Yeah, that’s a great question and something that I’ve been thinking about constantly. When you’re working in a particular field, you’re often singularly obsessed with it. You care so deeply about it, that's what you focus all of your efforts on. With tobacco control or any kind of substance use research, we tend to focus on clear, actionable solutions to the problems, such as increasing access to treatment, preventing initiation, and regulating industry manufacturing and marketing. One way this pandemic has affected me very deeply is that it has revealed so clearly that health behaviors and outcomes have very systemic roots and causes. With everything that’s been happening related to COVID, racial injustice, and other social issues, you realize that the reasons why some people use substances can be to cope with and to escape major life stressors driven by these structural inequalities.
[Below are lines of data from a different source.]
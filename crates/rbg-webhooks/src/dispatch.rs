// Copyright 2025 Schelling Point Labs Inc
// SPDX-License-Identifier: AGPL-3.0-only

//! Outbound webhook dispatch.

use tracing::{error, info, warn};

use rbg_repos::events::{self, marshal_payload, Payload};

use crate::webhook::Webhook;
use crate::{WebhookError, WebhookResult, WebhookStore};

/// Dispatch headers carried on every webhook POST.
pub const SIGNATURE_HEADER: &str = "X-RBG-Signature";
pub const EVENT_HEADER: &str = "X-RBG-Event";

/// Invoke all webhooks that match the given event and repository.
///
/// Dispatch failures are logged per hook and do not stop the remaining
/// deliveries; if any hook failed, a single summary error is returned.
pub async fn invoke_all_hooks<P: Payload>(
    client: &reqwest::Client,
    store: &WebhookStore,
    event: &str,
    repo_name: &str,
    payload: &P,
) -> WebhookResult<()> {
    if !events::is_valid_event(event) {
        return Err(WebhookError::UnknownEvent(event.to_string()));
    }

    let raw_payload = marshal_payload(payload)?;

    let hooks: Vec<Webhook> = store.matching(event, repo_name).cloned().collect();
    let mut failed = 0;

    for hook in &hooks {
        if let Err(err) = invoke_hook(client, event, repo_name, hook, &raw_payload).await {
            error!(
                "Error occurred while processing hook \"{}\" for URL \"{}\": {}",
                hook.id, hook.url, err
            );
            failed += 1;
        }
    }

    if failed != 0 {
        Err(WebhookError::Dispatch(failed))
    } else {
        Ok(())
    }
}

/// Deliver the payload to a single webhook.
async fn invoke_hook(
    client: &reqwest::Client,
    event: &str,
    repo_name: &str,
    hook: &Webhook,
    raw_payload: &[u8],
) -> WebhookResult<()> {
    let signature = hook.sign_payload(raw_payload);

    info!(
        "Dispatching webhook \"{}\" for event \"{}\" for repository \"{}\" to URL \"{}\"",
        hook.id, event, repo_name, hook.url
    );

    let response = client
        .post(&hook.url)
        .header(SIGNATURE_HEADER, signature)
        .header(EVENT_HEADER, event)
        .header(reqwest::header::CONTENT_TYPE, "application/json")
        .body(raw_payload.to_vec())
        .send()
        .await
        .map_err(WebhookError::Transport)?;

    let status = response.status();

    if !status.is_success() {
        warn!("Expected status 2XX, received {}.", status);

        match response.text().await {
            Ok(body) => warn!("Response body: {}", body),
            Err(err) => warn!("Could not read response body: {}", err),
        }
    }

    Ok(())
}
I’m thinking much more deliberately now about the structural drivers of substance use rather than strategies to solve the problem at a surface level. I think both approaches are important, but we can’t wait around for structural problems to get solved, since they likely will achieve the biggest impact in reducing substance use. In some ways, tobacco use today is just an outward symptom of much larger and deeper underlying problems.
Do you have any recommendations for people using substances to cope or people with loved ones who are?
I have a much better understanding of why people continue to use any of these products and I empathize with that. That said, my “public health answer” is that this is probably the best time to quit considering the risks of COVID, although I acknowledge that it’s probably the most difficult time to quit. But even though the world seems like it has stopped, there are still quitting resources available. State quit lines are still open, so you can call and get access to behavioral support and even free nicotine replacement therapies. There are support groups and a lot of great tools and resources out there. There’s help available.
Do you expect initiation to decrease during the pandemic?
Yes, and it has been slowing, even before the pandemic started. But there will still be remaining smokers who continue to use, so we can’t let up. I think the reason why smoking has lost some attention among the general public is because for some, it’s an “invisible” problem. In a lot of people’s circles, they don’t know anyone who smokes, but smoking has certainly not gone away. The national smoking rate is something like 14% now, but if you look at rates among populations that face social and economic disadvantages, rates are similar to what they were decades ago. For example, among people with mental health disorders, the rate of smoking is around 30-40%. So yes, even though I think less people will start to smoke over time, I think there are people who we need to support in their quit attempts more strongly than ever.